This section gives several examples of the kinds of analysis made possible by the results of preceding sections, specifically looking at what happens when there is an increased demand for a product. (The next section will look at what happens when there is an increase in the supply of some factor of production.)
An increased demand for some product X will cause the price of X to rise and, in fact, will have a general tendency to raise prices "throughout the whole system." Unless X is "a commodity of very great importance," however, the observed price increases may not be significant except for those commodities that are "nearly related" to the product X, These commodities include factors employed in the production of X.
The increase in demand for X will only cause prices to decline for commodities that are "directly or indirectly complementary with X." The author divides the complements into three groups as follows:
(1) Commodities complementary with X in consumption -- if the demand for X rises without a corresponding increase in demand for one of these complements, such a complement's price will tend to decrease, although the author notes that, in practice, there may be an increase in demand that masks the tendency toward a price decline.
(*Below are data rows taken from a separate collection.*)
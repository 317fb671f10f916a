//! Token counting and the prompt budget.

use std::fmt;

use tiktoken_rs::CoreBPE;

use super::ComposeError;

/// Anything that can count tokens in a piece of text.
pub trait TokenCounter: Send + Sync {
    fn count_tokens(&self, text: &str) -> usize;
}

/// A tiktoken byte-pair encoder selected by encoding name.
pub struct BpeTokenizer {
    name: String,
    bpe: CoreBPE,
}

impl BpeTokenizer {
    /// Load a tokenizer by its encoding name (`cl100k_base`, `o200k_base`, ...).
    pub fn by_name(name: &str) -> Result<Self, ComposeError> {
        let loaded = match name {
            "cl100k_base" => tiktoken_rs::cl100k_base(),
            "o200k_base" => tiktoken_rs::o200k_base(),
            "p50k_base" => tiktoken_rs::p50k_base(),
            "p50k_edit" => tiktoken_rs::p50k_edit(),
            "r50k_base" => tiktoken_rs::r50k_base(),
            other => return Err(ComposeError::UnknownTokenizer(other.to_string())),
        };

        let bpe = loaded.map_err(|e| ComposeError::Tokenizer {
            name: name.to_string(),
            reason: e.to_string(),
        })?;

        Ok(Self {
            name: name.to_string(),
            bpe,
        })
    }

    pub fn name(&self) -> &str {
        &self.name
    }
}

impl fmt::Debug for BpeTokenizer {
    fn fmt(&self, f: &mut fmt::Formatter<'_>) -> fmt::Result {
        f.debug_struct("BpeTokenizer")
            .field("name", &self.name)
            .finish_non_exhaustive()
    }
}

impl TokenCounter for BpeTokenizer {
    fn count_tokens(&self, text: &str) -> usize {
        self.bpe.encode_with_special_tokens(text).len()
    }
}

/// Upper bound on prompt size: the model's context minus the room reserved for the completion.
#[derive(Debug, Clone, Copy, PartialEq, Eq)]
pub struct TokenBudget {
    pub max_total_tokens: usize,
    pub max_completion_tokens: usize,
}

impl TokenBudget {
    pub fn new(max_total_tokens: usize, max_completion_tokens: usize) -> Self {
        Self {
            max_total_tokens,
            max_completion_tokens,
        }
    }

    /// Tokens available to the prompt.
    pub fn prompt_limit(&self) -> usize {
        self.max_total_tokens
            .saturating_sub(self.max_completion_tokens)
    }

    /// Fail with `PromptTooLong` if `tokens` does not fit.
    pub fn check(&self, tokens: usize) -> Result<(), ComposeError> {
        let limit = self.prompt_limit();
        if tokens > limit {
            return Err(ComposeError::PromptTooLong { tokens, limit });
        }
        Ok(())
    }
}

impl Default for TokenBudget {
    fn default() -> Self {
        Self::new(8000, 2000)
    }
}
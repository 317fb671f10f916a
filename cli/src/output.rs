//! Terminal rendering of ingredients, recipes and retry progress.

use std::io::{self, Write};
use std::time::Duration;

use larder_core::ai::{BackendError, DispatchProgress};
use larder_core::{Ingredient, SubmissionOutcome};

/// Prints a line to stderr for each retry so the user knows why it is slow.
pub struct ConsoleProgress;

impl DispatchProgress for ConsoleProgress {
    fn on_retry(&self, attempt: u32, max_attempts: u32, delay: Duration, error: &BackendError) {
        eprintln!(
            "  Attempt {}/{} failed ({}), retrying in {:.1}s...",
            attempt,
            max_attempts,
            error,
            delay.as_secs_f64()
        );
    }
}

pub fn print_ingredients<W: Write>(out: &mut W, ingredients: &[Ingredient]) -> io::Result<()> {
    if ingredients.is_empty() {
        writeln!(out, "No ingredients stored.")?;
        return Ok(());
    }
    writeln!(out, "Ingredients ({}):", ingredients.len())?;
    for ingredient in ingredients {
        writeln!(
            out,
            "  - {} {} {}",
            ingredient.name, ingredient.quantity, ingredient.unit_of_measure
        )?;
    }
    Ok(())
}

pub fn print_outcome<W: Write>(
    out: &mut W,
    outcome: &SubmissionOutcome,
    markdown: bool,
) -> io::Result<()> {
    if outcome.recipes.is_empty() {
        writeln!(out, "The AI response did not contain a usable recipe.")?;
    }

    for recipe in &outcome.recipes {
        if markdown {
            writeln!(out, "{}", recipe.to_markdown())?;
        } else {
            let json = serde_json::to_string_pretty(recipe).map_err(io::Error::other)?;
            writeln!(out, "{}", json)?;
        }
    }

    match (&outcome.image, &outcome.image_error) {
        (Some(image), _) => match &image.path {
            Some(path) => writeln!(out, "Image saved to {}", path.display())?,
            None => writeln!(out, "Image generated at {} but could not be downloaded", image.url)?,
        },
        (None, Some(error)) => writeln!(out, "No image: {}", error)?,
        (None, None) => {}
    }

    Ok(())
}

#[cfg(test)]
mod tests {
    use super::*;

    #[test]
    fn test_print_ingredients() {
        let mut out = Vec::new();
        print_ingredients(
            &mut out,
            &[
                Ingredient::new("apples", "2", "pounds"),
                Ingredient::new("flour", "500", "g"),
            ],
        )
        .unwrap();

        let text = String::from_utf8(out).unwrap();
        assert!(text.starts_with("Ingredients (2):"));
        assert!(text.contains("  - apples 2 pounds\n"));
    }

    #[test]
    fn test_print_empty_list() {
        let mut out = Vec::new();
        print_ingredients(&mut out, &[]).unwrap();
        assert_eq!(String::from_utf8(out).unwrap(), "No ingredients stored.\n");
    }
}
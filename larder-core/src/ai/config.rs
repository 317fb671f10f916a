//! AI configuration from environment variables.

use std::env;
use std::fmt::Display;
use std::fs;
use std::path::{Path, PathBuf};
use std::str::FromStr;
use std::time::Duration;

use serde::Deserialize;
use thiserror::Error;

use super::retry::RetryPolicy;
use super::types::GenerationParams;

/// Default OpenAI-compatible base URL.
pub const DEFAULT_BASE_URL: &str = "https://api.openai.com/v1";

/// Default text model.
pub const DEFAULT_MODEL: &str = "gpt-4o-mini";

/// Default image model and size.
pub const DEFAULT_IMAGE_MODEL: &str = "dall-e-3";
pub const DEFAULT_IMAGE_SIZE: &str = "1024x1024";

/// Default secrets file, relative to the working directory.
pub const DEFAULT_SECRETS_FILE: &str = "secrets.json";

pub const DEFAULT_MAX_ATTEMPTS: u32 = 4;
pub const DEFAULT_RETRY_DELAY_MS: u64 = 500;
pub const DEFAULT_TIMEOUT_SECS: u64 = 120;

/// Text models the pipeline accepts.
pub const SUPPORTED_MODELS: &[&str] = &[
    "gpt-4o-mini",
    "gpt-4o",
    "gpt-4.1",
    "gpt-4.1-mini",
    "gpt-4.1-nano",
    "gpt-4-turbo",
    "gpt-4",
    "gpt-3.5-turbo",
];

/// Image models that return hosted URLs.
pub const SUPPORTED_IMAGE_MODELS: &[&str] = &["dall-e-2", "dall-e-3"];

#[derive(Error, Debug)]
pub enum ConfigError {
    #[error("No API key: set OPENAI_API_KEY, add RecipeManager.OPENAI_KEY to the secrets file, or enable fake mode")]
    MissingApiKey,

    #[error("Unsupported model '{model}'. Supported: {supported}")]
    InvalidModel { model: String, supported: String },

    #[error("Unsupported image model '{model}'. Supported: {supported}")]
    InvalidImageModel { model: String, supported: String },

    #[error("Invalid value '{value}' for {name}: {reason}")]
    InvalidValue {
        name: String,
        value: String,
        reason: String,
    },

    #[error("Failed to read secrets file {path}: {reason}")]
    Secrets { path: PathBuf, reason: String },
}

/// AI backend configuration.
#[derive(Debug, Clone)]
pub struct AiConfig {
    /// API key; only required outside fake mode.
    pub api_key: Option<String>,
    /// Text model name (e.g. "gpt-4o-mini").
    pub model: String,
    /// Base URL for the API.
    pub base_url: String,
    pub image_model: String,
    /// Image size, e.g. "1024x1024".
    pub image_size: String,
    /// Generation parameters forwarded with every text request.
    pub params: GenerationParams,
    /// Return canned responses instead of calling the backend.
    pub fake: bool,
    /// Total attempts per request, including the first.
    pub max_attempts: u32,
    /// Delay before the first retry; doubles on each further retry.
    pub retry_delay_ms: u64,
    /// Per-request timeout in seconds.
    pub timeout_secs: u64,
}

impl Default for AiConfig {
    fn default() -> Self {
        Self {
            api_key: None,
            model: DEFAULT_MODEL.to_string(),
            base_url: DEFAULT_BASE_URL.to_string(),
            image_model: DEFAULT_IMAGE_MODEL.to_string(),
            image_size: DEFAULT_IMAGE_SIZE.to_string(),
            params: GenerationParams::default(),
            fake: false,
            max_attempts: DEFAULT_MAX_ATTEMPTS,
            retry_delay_ms: DEFAULT_RETRY_DELAY_MS,
            timeout_secs: DEFAULT_TIMEOUT_SECS,
        }
    }
}

/// Layout of the secrets file: `{"RecipeManager": {"OPENAI_KEY": "..."}}`.
#[derive(Deserialize)]
struct SecretsFile {
    #[serde(rename = "RecipeManager")]
    recipe_manager: Option<RecipeManagerSecrets>,
}

#[derive(Deserialize)]
struct RecipeManagerSecrets {
    #[serde(rename = "OPENAI_KEY")]
    openai_key: Option<String>,
}

impl AiConfig {
    /// Load configuration from environment variables.
    ///
    /// - `OPENAI_API_KEY`: API key (falls back to the secrets file)
    /// - `LARDER_SECRETS_FILE`: secrets file (default: "secrets.json")
    /// - `LARDER_MODEL`, `LARDER_BASE_URL`, `LARDER_IMAGE_MODEL`, `LARDER_IMAGE_SIZE`
    /// - `LARDER_TEMPERATURE`, `LARDER_MAX_COMPLETION_TOKENS`, `LARDER_TOP_P`,
    ///   `LARDER_FREQUENCY_PENALTY`, `LARDER_PRESENCE_PENALTY`, `LARDER_N`, `LARDER_STREAM`,
    ///   `LARDER_BEST_OF`, `LARDER_LOGPROBS`, `LARDER_ECHO`
    /// - `LARDER_FAKE_AI`: "true" to use canned responses
    /// - `LARDER_MAX_ATTEMPTS`, `LARDER_RETRY_DELAY_MS`, `LARDER_TIMEOUT_SECS`
    pub fn from_env() -> Result<Self, ConfigError> {
        Self::from_lookup(|name| env::var(name).ok())
    }

    /// Load configuration through an arbitrary variable lookup.
    pub fn from_lookup<F>(lookup: F) -> Result<Self, ConfigError>
    where
        F: Fn(&str) -> Option<String>,
    {
        let defaults = Self::default();
        let default_params = defaults.params.clone();

        let api_key = match lookup("OPENAI_API_KEY").filter(|k| !k.is_empty()) {
            Some(key) => Some(key),
            None => {
                let secrets = lookup("LARDER_SECRETS_FILE")
                    .unwrap_or_else(|| DEFAULT_SECRETS_FILE.to_string());
                read_secrets_key(Path::new(&secrets))?
            }
        };

        let params = GenerationParams {
            temperature: parse_var(&lookup, "LARDER_TEMPERATURE", default_params.temperature)?,
            max_tokens: parse_var(
                &lookup,
                "LARDER_MAX_COMPLETION_TOKENS",
                default_params.max_tokens,
            )?,
            top_p: parse_var(&lookup, "LARDER_TOP_P", default_params.top_p)?,
            frequency_penalty: parse_var(
                &lookup,
                "LARDER_FREQUENCY_PENALTY",
                default_params.frequency_penalty,
            )?,
            presence_penalty: parse_var(
                &lookup,
                "LARDER_PRESENCE_PENALTY",
                default_params.presence_penalty,
            )?,
            n: parse_var(&lookup, "LARDER_N", default_params.n)?,
            stream: parse_flag(&lookup, "LARDER_STREAM", default_params.stream)?,
            best_of: parse_optional(&lookup, "LARDER_BEST_OF")?,
            logprobs: parse_optional_flag(&lookup, "LARDER_LOGPROBS")?,
            echo: parse_optional_flag(&lookup, "LARDER_ECHO")?,
        };

        Ok(Self {
            api_key,
            model: lookup("LARDER_MODEL").unwrap_or(defaults.model),
            base_url: lookup("LARDER_BASE_URL").unwrap_or(defaults.base_url),
            image_model: lookup("LARDER_IMAGE_MODEL").unwrap_or(defaults.image_model),
            image_size: lookup("LARDER_IMAGE_SIZE").unwrap_or(defaults.image_size),
            params,
            fake: parse_flag(&lookup, "LARDER_FAKE_AI", false)?,
            max_attempts: parse_var(&lookup, "LARDER_MAX_ATTEMPTS", defaults.max_attempts)?,
            retry_delay_ms: parse_var(&lookup, "LARDER_RETRY_DELAY_MS", defaults.retry_delay_ms)?,
            timeout_secs: parse_var(&lookup, "LARDER_TIMEOUT_SECS", defaults.timeout_secs)?,
        })
    }

    /// Check the configuration before any component is built.
    pub fn validate(&self) -> Result<(), ConfigError> {
        self.validate_model()?;

        if self.max_attempts == 0 {
            return Err(ConfigError::InvalidValue {
                name: "max_attempts".to_string(),
                value: "0".to_string(),
                reason: "at least one attempt is required".to_string(),
            });
        }

        if !self.fake && self.api_key.is_none() {
            return Err(ConfigError::MissingApiKey);
        }

        Ok(())
    }

    /// Check the text and image models against the allow-lists. Needs no API key.
    pub fn validate_model(&self) -> Result<(), ConfigError> {
        if !SUPPORTED_MODELS.contains(&self.model.as_str()) {
            return Err(ConfigError::InvalidModel {
                model: self.model.clone(),
                supported: SUPPORTED_MODELS.join(", "),
            });
        }

        if !SUPPORTED_IMAGE_MODELS.contains(&self.image_model.as_str()) {
            return Err(ConfigError::InvalidImageModel {
                model: self.image_model.clone(),
                supported: SUPPORTED_IMAGE_MODELS.join(", "),
            });
        }

        Ok(())
    }

    /// The API key, or an error if none is configured.
    pub fn api_key(&self) -> Result<&str, ConfigError> {
        self.api_key.as_deref().ok_or(ConfigError::MissingApiKey)
    }

    pub fn timeout(&self) -> Duration {
        Duration::from_secs(self.timeout_secs)
    }

    pub fn retry_policy(&self) -> RetryPolicy {
        RetryPolicy::new(
            self.max_attempts,
            Duration::from_millis(self.retry_delay_ms),
        )
    }
}

/// Read `RecipeManager.OPENAI_KEY` from a secrets file. A missing file yields `None`.
fn read_secrets_key(path: &Path) -> Result<Option<String>, ConfigError> {
    let content = match fs::read_to_string(path) {
        Ok(content) => content,
        Err(e) if e.kind() == std::io::ErrorKind::NotFound => return Ok(None),
        Err(e) => {
            return Err(ConfigError::Secrets {
                path: path.to_path_buf(),
                reason: e.to_string(),
            })
        }
    };

    let secrets: SecretsFile =
        serde_json::from_str(&content).map_err(|e| ConfigError::Secrets {
            path: path.to_path_buf(),
            reason: e.to_string(),
        })?;

    Ok(secrets
        .recipe_manager
        .and_then(|s| s.openai_key)
        .filter(|k| !k.is_empty()))
}

/// Parse a variable, using `default` when it is unset.
pub(crate) fn parse_var<F, T>(lookup: &F, name: &str, default: T) -> Result<T, ConfigError>
where
    F: Fn(&str) -> Option<String>,
    T: FromStr,
    T::Err: Display,
{
    match parse_optional(lookup, name)? {
        Some(value) => Ok(value),
        None => Ok(default),
    }
}

pub(crate) fn parse_optional<F, T>(lookup: &F, name: &str) -> Result<Option<T>, ConfigError>
where
    F: Fn(&str) -> Option<String>,
    T: FromStr,
    T::Err: Display,
{
    match lookup(name) {
        None => Ok(None),
        Some(raw) => raw
            .trim()
            .parse()
            .map(Some)
            .map_err(|e: T::Err| ConfigError::InvalidValue {
                name: name.to_string(),
                value: raw.clone(),
                reason: e.to_string(),
            }),
    }
}

/// Parse a boolean flag ("true"/"1"/"yes" or "false"/"0"/"no").
pub(crate) fn parse_flag<F>(lookup: &F, name: &str, default: bool) -> Result<bool, ConfigError>
where
    F: Fn(&str) -> Option<String>,
{
    Ok(parse_optional_flag(lookup, name)?.unwrap_or(default))
}

fn parse_optional_flag<F>(lookup: &F, name: &str) -> Result<Option<bool>, ConfigError>
where
    F: Fn(&str) -> Option<String>,
{
    match lookup(name) {
        None => Ok(None),
        Some(raw) => match raw.trim().to_ascii_lowercase().as_str() {
            "true" | "1" | "yes" => Ok(Some(true)),
            "false" | "0" | "no" => Ok(Some(false)),
            _ => Err(ConfigError::InvalidValue {
                name: name.to_string(),
                value: raw,
                reason: "expected true or false".to_string(),
            }),
        },
    }
}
(2) Products complementary with X in production -- products produced jointly with X will increase in supply as X increases in supply. Again, absent an increase in demand for the complement, its price will fall. (The author refers to this as "the familiar text-book case of wool and mutton.")
(3) Factors regressive against X -- As noted earlier in the book, regression is more plausible in the case of joint production than when there is a single product. Here, the author notes that if any of the joint products are substitutes for X, their production will decrease, and hence the demand for factors needed to produce them may decrease as well.
The indirectly complementary commodities mentioned earlier are "either substitutes of the direct complements, or complements of the direct substitutes (whose prices rise)." The latter includes such commodities as those that are "complements in consumption of other products whose prices had risen because they needed in their production some of the same factors as were needed for the manufacture of X." The former includes factors of production for commodities complementary in consumption with X, as well as products for which "production is facilitated" by the decreased prices of these factors.
For those commodities the author calls "remoter indirect complements," the overall prevalence of substitution in a system will tend to "swamp much indirect complementarity." Hence it is unlikely that their prices will fall.